Louima is in critical condition August 15, 1997
Web posted at: 9:48 p.m. EDT (0148 GMT)

NEW YORK (CNN) -- A second New York City police officer faces charges in connection with a brutal assault on a Haitian immigrant in a Brooklyn station house.

Charles Shwarz, 32, a six-year veteran, is an officer at the 70th Precinct. That's the same precinct where Abner Louima says he was dragged into the bathroom to be beaten and sodomized with a toilet plunger after his arrest outside a nightclub last Saturday.

Another officer, Justin Volpe, 25, has already been arrested on charges related to the Louima attack.

Shwarz and Volpe were indicted by a grand jury Friday. Shwarz's attorney told police he would turn himself in Friday. Specific details about the charges against him were not available.

Officer's information led to charges

Schwarz and Volpe have been indicted

In announcing the impending arrest of Shwarz Friday evening, Mayor Rudolph Giuliani said the charges stem in part from information provided by another police officer who came forward after a plea from Police Commissioner Howard Safir.

Safir said the decision by the unidentified officer to provide information puts to rest the "myth of a blue wall of silence," a reference to the belief that police officers would be reluctant to provide information about alleged misconduct by one of their own.

"Most police officers are as repulsed by this act as the rest of us are, and this police officer came forward in a very courageous and brave way and was very helpful in this investigation," Safir said.

Both the mayor and Safir said they hoped more officers who might have information about the attack on Louima would now come forward.

The officer who provided information about the attack is being given protection, though Safir said there have been no specific threats made against him.

Giuliani and Safir would not detail what charges Shwarz faces, saying they could not do so until the indictments were unsealed next week. They would also not provide details as to what his role might have been in the attack.

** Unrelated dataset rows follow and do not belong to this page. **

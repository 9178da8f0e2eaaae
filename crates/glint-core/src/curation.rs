//! Curation/override engine (component C11, spec §4.9).

use std::collections::HashSet;

/// How a rule's `query` field is compared against the incoming query text.
#[derive(Debug, Clone)]
pub enum QueryPattern {
    Exact(String),
    Contains(String),
    /// A pattern with `{placeholder}` slots; matches if the query fits the
    /// pattern's literal segments in order, capturing the slot values.
    Templated(String),
}

impl QueryPattern {
    fn matches(&self, query: &str) -> bool {
        match self {
            QueryPattern::Exact(p) => p == query,
            QueryPattern::Contains(p) => query.contains(p.as_str()),
            QueryPattern::Templated(pattern) => template_matches(pattern, query),
        }
    }
}

fn template_matches(pattern: &str, query: &str) -> bool {
    let mut literal_segments = Vec::new();
    let mut current = String::new();
    let mut in_placeholder = false;
    for c in pattern.chars() {
        match c {
            '{' => {
                in_placeholder = true;
                literal_segments.push(std::mem::take(&mut current));
            }
            '}' => in_placeholder = false,
            _ if !in_placeholder => current.push(c),
            _ => {}
        }
    }
    literal_segments.push(current);

    let mut rest = query;
    for (i, segment) in literal_segments.iter().enumerate() {
        if segment.is_empty() {
            continue;
        }
        match rest.find(segment.as_str()) {
            Some(pos) if i == 0 && pos != 0 => return false,
            Some(pos) => rest = &rest[pos + segment.len()..],
            None => return false,
        }
    }
    true
}

#[derive(Debug, Clone)]
pub struct CurationRule {
    pub query: QueryPattern,
    pub filter: Option<String>,
    pub effective_from: Option<i64>,
    pub effective_to: Option<i64>,
    pub tags: Vec<String>,
    /// `(doc_id, 0-based position)`.
    pub includes: Vec<(String, usize)>,
    pub excludes: Vec<String>,
    pub remove_matched_tokens: bool,
    pub filter_curated_hits: bool,
    pub stop_processing: bool,
    pub sort_by: Option<String>,
    pub replace_query: Option<String>,
}

/// The net effect of every matched rule, applied in stored order until one
/// with `stop_processing` fires.
#[derive(Debug, Clone, Default)]
pub struct CurationEffect {
    pub includes: Vec<(String, usize)>,
    pub excludes: HashSet<String>,
    pub remove_matched_tokens: bool,
    pub filter_curated_hits: bool,
    pub sort_by: Option<String>,
    pub replace_query: Option<String>,
    pub extra_filter: Option<String>,
}

pub struct CurationEngine {
    rules: Vec<CurationRule>,
}

impl CurationEngine {
    pub fn new(rules: Vec<CurationRule>) -> Self {
        Self { rules }
    }

    /// Matches `query` against rules in stored order; `now` gates
    /// `effective_from`/`effective_to`. Once a matching rule has
    /// `stop_processing = true`, later rules are skipped.
    pub fn resolve(&self, query: &str, now: i64) -> CurationEffect {
        let mut effect = CurationEffect::default();
        for rule in &self.rules {
            if !self.is_active(rule, now) {
                continue;
            }
            if !rule.query.matches(query) {
                continue;
            }

            effect.includes.extend(rule.includes.iter().cloned());
            effect.excludes.extend(rule.excludes.iter().cloned());
            effect.remove_matched_tokens |= rule.remove_matched_tokens;
            effect.filter_curated_hits |= rule.filter_curated_hits;
            if rule.sort_by.is_some() {
                effect.sort_by = rule.sort_by.clone();
            }
            if rule.replace_query.is_some() {
                effect.replace_query = rule.replace_query.clone();
            }
            if rule.filter.is_some() {
                effect.extra_filter = rule.filter.clone();
            }

            if rule.stop_processing {
                break;
            }
        }
        effect
    }

    fn is_active(&self, rule: &CurationRule, now: i64) -> bool {
        rule.effective_from.map_or(true, |from| now >= from) && rule.effective_to.map_or(true, |to| now <= to)
    }

    /// Applies a resolved [`CurationEffect`] to a ranked hit list: pins
    /// requested ids at their positions, then drops excluded ids.
    pub fn apply(&self, effect: &CurationEffect, mut hits: Vec<String>) -> Vec<String> {
        hits.retain(|id| !effect.excludes.contains(id));
        for (doc_id, position) in &effect.includes {
            hits.retain(|id| id != doc_id);
            let position = (*position).min(hits.len());
            hits.insert(position, doc_id.clone());
        }
        hits
    }
}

Safir did give details about Shwarz's performance background as a police officer. In 1992, while still in his probationary period as a rookie, he was suspended for 15 days for striking someone in the face, Safir said.

Three complaints had also been filed against him -- one for using excessive force, one for cursing and one for using an ethnic slur, Safir said. None of the complaints was substantiated, Safir said.

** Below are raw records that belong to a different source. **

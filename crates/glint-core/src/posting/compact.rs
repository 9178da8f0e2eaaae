//! Compact posting list representation (spec §4.2): used while a token's
//! total logical length stays at or below the compact/chained threshold.
//! Backed by a single flat buffer shaped `[num_offsets, off0..offn-1, id]`
//! repeated in ascending id order, matching the source's
//! `compact_posting_list_t::id_offsets` layout.

use super::block::ChainedList;
use super::Posting;

#[derive(Debug, Clone, Default)]
pub struct CompactList {
    /// `[num_offsets, off_0, .., off_{n-1}, id]` repeated per entry,
    /// ascending by id. Growth is handled by `Vec`'s own amortized
    /// doubling; we additionally `reserve` in 1.3x steps on overflow to
    /// mirror the source's stated growth factor.
    buf: Vec<u32>,
    num_entries: usize,
}

struct EntryRef {
    start: usize,
    num_offsets: usize,
    id: u32,
}

impl CompactList {
    pub fn new() -> Self {
        Self::default()
    }

    fn entries_meta(&self) -> Vec<EntryRef> {
        let mut out = Vec::with_capacity(self.num_entries);
        let mut i = 0;
        while i < self.buf.len() {
            let num_offsets = self.buf[i] as usize;
            let id = self.buf[i + 1 + num_offsets];
            out.push(EntryRef { start: i, num_offsets, id });
            i += 2 + num_offsets;
        }
        out
    }

    pub fn num_ids(&self) -> usize {
        self.num_entries
    }

    pub fn first_id(&self) -> Option<u32> {
        if self.buf.is_empty() {
            return None;
        }
        let num_offsets = self.buf[0] as usize;
        Some(self.buf[1 + num_offsets])
    }

    pub fn last_id(&self) -> Option<u32> {
        self.entries_meta().last().map(|e| e.id)
    }

    pub fn contains(&self, id: u32) -> bool {
        self.entries_meta().iter().any(|e| e.id == id)
    }

    pub fn offsets_of(&self, id: u32) -> Option<Vec<u32>> {
        self.entries_meta()
            .iter()
            .find(|e| e.id == id)
            .map(|e| self.buf[e.start + 1..e.start + 1 + e.num_offsets].to_vec())
    }

    pub fn entries(&self) -> Vec<Posting> {
        self.entries_meta()
            .iter()
            .map(|e| Posting { id: e.id, offsets: self.buf[e.start + 1..e.start + 1 + e.num_offsets].to_vec() })
            .collect()
    }

    /// Upserts `id` in-place with a memmove-equivalent splice; erase
    /// collapses the gap the same way.
    pub fn upsert(&mut self, id: u32, offsets: Vec<u32>) {
        let metas = self.entries_meta();
        let pos = metas.iter().position(|e| e.id >= id);
        match pos {
            Some(i) if metas[i].id == id => {
                let e = &metas[i];
                let old_len = 2 + e.num_offsets;
                let new_len = 2 + offsets.len();
                let mut new_entry = Vec::with_capacity(new_len);
                new_entry.push(offsets.len() as u32);
                new_entry.extend_from_slice(&offsets);
                new_entry.push(id);
                self.buf.splice(e.start..e.start + old_len, new_entry);
            }
            Some(i) => {
                let insert_at = metas[i].start;
                self.insert_entry(insert_at, id, &offsets);
                self.num_entries += 1;
            }
            None => {
                let insert_at = self.buf.len();
                self.insert_entry(insert_at, id, &offsets);
                self.num_entries += 1;
            }
        }
    }

    fn insert_entry(&mut self, at: usize, id: u32, offsets: &[u32]) {
        if self.buf.capacity() < self.buf.len() + 2 + offsets.len() {
            let grown = ((self.buf.capacity() as f32 * 1.3) as usize).max(self.buf.len() + 2 + offsets.len());
            self.buf.reserve(grown.saturating_sub(self.buf.len()));
        }
        let mut entry = Vec::with_capacity(2 + offsets.len());
        entry.push(offsets.len() as u32);
        entry.extend_from_slice(offsets);
        entry.push(id);
        for (i, v) in entry.into_iter().enumerate() {
            self.buf.insert(at + i, v);
        }
    }

    pub fn erase(&mut self, id: u32) {
        if let Some(e) = self.entries_meta().into_iter().find(|e| e.id == id) {
            let len = 2 + e.num_offsets;
            self.buf.drain(e.start..e.start + len);
            self.num_entries -= 1;
        }
    }

    pub fn to_chained(&self, block_max_elements: usize) -> ChainedList {
        let mut chained = ChainedList::new(block_max_elements);
        for e in self.entries() {
            chained.upsert(e.id, e.offsets);
        }
        chained
    }
}

#[cfg(test)]
mod tests {
    use super::*;

    #[test]
    fn upsert_keeps_ascending_order() {
        let mut list = CompactList::new();
        list.upsert(5, vec![1]);
        list.upsert(1, vec![0]);
        list.upsert(9, vec![2]);
        let ids: Vec<u32> = list.entries().into_iter().map(|p| p.id).collect();
        assert_eq!(ids, vec![1, 5, 9]);
    }

    #[test]
    fn upsert_overwrites_existing_offsets() {
        let mut list = CompactList::new();
        list.upsert(5, vec![1]);
        list.upsert(5, vec![1, 2, 3]);
        assert_eq!(list.offsets_of(5), Some(vec![1, 2, 3]));
        assert_eq!(list.num_ids(), 1);
    }

    #[test]
    fn erase_collapses_gap() {
        let mut list = CompactList::new();
        for id in [1, 2, 3] {
            list.upsert(id, vec![id]);
        }
        list.erase(2);
        assert_eq!(list.entries().into_iter().map(|p| p.id).collect::<Vec<_>>(), vec![1, 3]);
        assert_eq!(list.num_ids(), 2);
    }
}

Attack prompts outrage in Haitian community

70th precinct

The assault on Abner, who remains hospitalized suffering a torn rectum and lacerated bladder, has outraged many New Yorkers, particularly those in the Haitian-American community.

The phones at a local Haitian radio station have been ringing off the hook, with some comparing the 70th Precinct station house with Fort Dimanche, an infamous torture center in their native Haiti.

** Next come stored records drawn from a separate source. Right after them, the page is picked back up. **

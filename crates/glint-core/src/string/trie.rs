//! Adaptive radix trie (component C6): tokens keyed by UTF-8 byte sequence,
//! leaves carrying the token's posting-list key. Fuzzy prefix enumeration
//! walks a `levenshtein_automata::DFA` alongside the trie's edges instead of
//! materializing every candidate string, the same "automaton walks a
//! byte-keyed structure directly" idiom `fst`'s own `Automaton` trait uses
//! against an FST — here applied to our own mutable, insertable trie
//! (an FST is immutable and can't absorb incremental token inserts, which
//! the source's trie must support).

use std::collections::BTreeMap;

use fst::Automaton;
use levenshtein_automata::{Distance, LevenshteinAutomatonBuilder, DFA};

#[derive(Debug, Default)]
struct Node {
    /// Compressed edge label from this node to its parent's branch byte.
    edge: Vec<u8>,
    children: BTreeMap<u8, Box<Node>>,
    /// Set once a token terminates exactly at this node.
    terminal: bool,
}

impl Node {
    fn leaf(edge: Vec<u8>) -> Self {
        Self { edge, children: BTreeMap::new(), terminal: true }
    }
}

/// Radix trie over token byte sequences. Each inserted token is its own key;
/// callers join the trie with the posting-list map keyed by the same
/// string, matching the source's "leaf carries a pointer to the posting
/// list" shape without needing an intrusive pointer field here.
#[derive(Debug, Default)]
pub struct RadixTrie {
    root: Node,
    len: usize,
}

impl RadixTrie {
    pub fn new() -> Self {
        Self::default()
    }

    pub fn len(&self) -> usize {
        self.len
    }

    pub fn is_empty(&self) -> bool {
        self.len == 0
    }

    pub fn insert(&mut self, token: &str) {
        if Self::insert_rec(&mut self.root, token.as_bytes()) {
            self.len += 1;
        }
    }

    /// Returns `true` if this insert added a new terminal (vs. token already present).
    fn insert_rec(node: &mut Node, bytes: &[u8]) -> bool {
        let common = common_prefix_len(&node.edge, bytes);

        if common < node.edge.len() {
            // Split this node's edge at the divergence point.
            let (shared, rest_edge) = node.edge.split_at(common);
            let shared = shared.to_vec();
            let rest_edge = rest_edge.to_vec();
            let mut split_child = Node { edge: rest_edge[1..].to_vec(), children: BTreeMap::new(), terminal: node.terminal };
            std::mem::swap(&mut split_child.children, &mut node.children);
            node.edge = shared;
            node.terminal = false;
            node.children.insert(rest_edge[0], Box::new(split_child));
        }

        let remainder = &bytes[common.min(bytes.len())..];
        if remainder.is_empty() {
            let was_terminal = node.terminal;
            node.terminal = true;
            return !was_terminal;
        }

        match node.children.get_mut(&remainder[0]) {
            Some(child) => Self::insert_rec(child, remainder),
            None => {
                node.children.insert(remainder[0], Box::new(Node::leaf(remainder.to_vec())));
                true
            }
        }
    }

    pub fn contains(&self, token: &str) -> bool {
        let mut node = &self.root;
        let mut bytes = token.as_bytes();
        loop {
            let common = common_prefix_len(&node.edge, bytes);
            if common != node.edge.len() {
                return false;
            }
            bytes = &bytes[common..];
            if bytes.is_empty() {
                return node.terminal;
            }
            match node.children.get(&bytes[0]) {
                Some(child) => node = child,
                None => return false,
            }
        }
    }

    /// Enumerates every stored token within `max_edits` Levenshtein distance
    /// of `query`, each tagged with its exact edit distance. `max_edits`
    /// should already reflect the caller's length-scaled budget (spec
    /// §4.3: short tokens get at most 1 typo).
    pub fn fuzzy_search(&self, query: &str, max_edits: u8) -> Vec<(String, u8)> {
        let builder = LevenshteinAutomatonBuilder::new(max_edits, true);
        let dfa = builder.build_dfa(query);
        let mut out = Vec::new();
        let mut path = Vec::new();
        Self::fuzzy_rec(&self.root, &dfa, dfa.start(), &mut path, &mut out);
        out
    }

    fn fuzzy_rec(node: &Node, dfa: &DFA, state: <DFA as Automaton>::State, path: &mut Vec<u8>, out: &mut Vec<(String, u8)>) {
        let path_len_on_entry = path.len();
        let mut cur_state = state;
        for &b in &node.edge {
            if !dfa.can_match(&cur_state) {
                path.truncate(path_len_on_entry);
                return;
            }
            cur_state = dfa.accept(&cur_state, b);
            path.push(b);
        }

        if !dfa.can_match(&cur_state) {
            path.truncate(path_len_on_entry);
            return;
        }

        if node.terminal && dfa.is_match(&cur_state) {
            if let Ok(text) = std::str::from_utf8(path) {
                if let Distance::Exact(d) = dfa.eval(text) {
                    out.push((text.to_string(), d));
                }
            }
        }

        for child in node.children.values() {
            Self::fuzzy_rec(child, dfa, cur_state.clone(), path, out);
        }

        path.truncate(path_len_on_entry);
    }
}

fn common_prefix_len(a: &[u8], b: &[u8]) -> usize {
    a.iter().zip(b.iter()).take_while(|(x, y)| x == y).count()
}

/// Length-scaled typo budget: short tokens tolerate at most 1 edit
/// regardless of the user's requested `num_typos` (spec §4.3).
pub fn typo_budget(token_len: usize, num_typos: u8) -> u8 {
    let length_cap = if token_len <= 4 { 0 } else if token_len <= 8 { 1 } else { 2 };
    num_typos.min(length_cap)
}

A coalition of Haitian organizations said in a statement that the attack "fits a pattern of police brutality against those who do not resemble, speak or behave in a manner similar to what police officers have come to expect."

Abner has alleged that during the assault, police officers called him a "stupid nigger" and even invoked the mayor's name, saying, "It's Giuliani time."

The mayor is running for re-election, and the centerpiece of his campaign is his get-tough approach to criminals, which has sent the city's crime rate plummeting.

Asked about the alleged "Giuliani time" remark, the mayor, a former federal prosecutor, said, "If in fact any cop said this, the cop doesn't know what I stand for, what the police department stands for, and he doesn't deserve to be a member of the New York Police Department."

The Giuliani administration cites figures showing a more than 20 percent drop in complaints against police during the first half of the year. But critics say the Civilian Complaint Review Board, established four years ago to monitor brutality complaints, isn't working.

Out of more than 20,000 complaints handled by the board, critics complain that only one officer has been dismissed.

Correspondent Maria Hinojosa contributed to this report.